(Available records Opens)
//! Bank of Baroda.
//!
//! The summary block prints minimum and total due side by side as
//! `<minimum> <total> DR`, so both fields read from the same row.

use crate::models::statement::{Direction, Field};
use crate::statement::descriptor::DescriptorSpec;
use crate::statement::rules::{GrammarSpec, RuleSpec};

pub(super) fn spec() -> DescriptorSpec {
    // date, reference number, description, amount, INR, two balances, DR/CR
    let transactions = GrammarSpec::new(
        r"(?P<date>\d{2}/\d{2}/\d{4})\s+\d+\s+(?P<description>.+?)\s+(?P<amount>[\d,]+)\s+INR\s+[\d,]+\.00\s+[\d,]+\.00\s+(?P<direction>DR|CR)",
    )
    .marker("CR", Direction::Credit)
    .marker("DR", Direction::Debit);

    DescriptorSpec::new("bob", "Bank of Baroda", transactions)
        .field(
            Field::CardNumber,
            vec![
                RuleSpec::spanning(r"XXXXXX\*+(\d{4})"),
                RuleSpec::spanning(r"Card.*?(\d{4})\s*\n"),
                RuleSpec::spanning(r"PRIMARY CARD-(\d{4})"),
            ],
        )
        .field(
            Field::StatementDate,
            vec![
                RuleSpec::line(
                    r"(\d{2}/\d{2}/\d{4})\s+\d{2}\s+\w+,\s+\d{4}\s+To\s+\d{2}\s+\w+,\s+\d{4}",
                ),
                RuleSpec::line(r"^(\d{2}/\d{2}/\d{4})"),
            ],
        )
        .field(
            Field::PaymentDueDate,
            vec![
                // The due date sits on the line just above the page counter.
                RuleSpec::line(r"(\d{2}/\d{2}/\d{4})\s*\n.*?Page\s+\d+\s+of"),
                RuleSpec::line(r"(\d{2}/\d{2}/\d{4})\s+[\d,]+\.\d{2}\s+[\d,]+\.\d{2}"),
            ],
        )
        .field(
            Field::CreditLimit,
            vec![RuleSpec::spanning(
                r"Card\s*:\s*VISA.*?\n.*?([\d,]+\.00)\s+[\d,]+\.00\s+DR",
            )],
        )
        .field(
            Field::TotalAmountDue,
            vec![RuleSpec::line(r"[\d,]+\.00\s+([\d,]+\.00)\s+DR")],
        )
        .field(
            Field::MinimumAmountDue,
            vec![RuleSpec::line(r"([\d,]+\.00)\s+[\d,]+\.00\s+DR")],
        )
}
(Available records Closes)
• _Task goal_
Set down the listing in full, keeping every word exactly as it is.

• _Exercise response_
//! Bank of Baroda.
//!
//! The summary block prints minimum and total due side by side as
//! `<minimum> <total> DR`, so both fields read from the same row.

use crate::models::statement::{Direction, Field};
use crate::statement::descriptor::DescriptorSpec;
use crate::statement::rules::{GrammarSpec, RuleSpec};

pub(super) fn spec() -> DescriptorSpec {
    // date, reference number, description, amount, INR, two balances, DR/CR
    let transactions = GrammarSpec::new(
        r"(?P<date>\d{2}/\d{2}/\d{4})\s+\d+\s+(?P<description>.+?)\s+(?P<amount>[\d,]+)\s+INR\s+[\d,]+\.00\s+[\d,]+\.00\s+(?P<direction>DR|CR)",
    )
    .marker("CR", Direction::Credit)
    .marker("DR", Direction::Debit);

    DescriptorSpec::new("bob", "Bank of Baroda", transactions)
        .field(
            Field::CardNumber,
            vec![
                RuleSpec::spanning(r"XXXXXX\*+(\d{4})"),
                RuleSpec::spanning(r"Card.*?(\d{4})\s*\n"),
                RuleSpec::spanning(r"PRIMARY CARD-(\d{4})"),
            ],
        )
        .field(
            Field::StatementDate,
            vec![
                RuleSpec::line(
                    r"(\d{2}/\d{2}/\d{4})\s+\d{2}\s+\w+,\s+\d{4}\s+To\s+\d{2}\s+\w+,\s+\d{4}",
                ),
                RuleSpec::line(r"^(\d{2}/\d{2}/\d{4})"),
            ],
        )
        .field(
            Field::PaymentDueDate,
            vec![
                // The due date sits on the line just above the page counter.
                RuleSpec::line(r"(\d{2}/\d{2}/\d{4})\s*\n.*?Page\s+\d+\s+of"),
                RuleSpec::line(r"(\d{2}/\d{2}/\d{4})\s+[\d,]+\.\d{2}\s+[\d,]+\.\d{2}"),
            ],
        )
        .field(
            Field::CreditLimit,
            vec![RuleSpec::spanning(
                r"Card\s*:\s*VISA.*?\n.*?([\d,]+\.00)\s+[\d,]+\.00\s+DR",
            )],
        )
        .field(
            Field::TotalAmountDue,
            vec![RuleSpec::line(r"[\d,]+\.00\s+([\d,]+\.00)\s+DR")],
        )
        .field(
            Field::MinimumAmountDue,
            vec![RuleSpec::line(r"([\d,]+\.00)\s+[\d,]+\.00\s+DR")],
        )
}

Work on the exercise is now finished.